§ **Task prompt**: Report every line below that holds the word "watch".

§ **Information provided**:
//! Long-running watch loop and its control inputs.

#[cfg(feature = "signals")]
pub mod signals;
pub mod watch;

§ **Output of the exercise**:
//! Long-running watch loop and its control inputs.
pub mod watch;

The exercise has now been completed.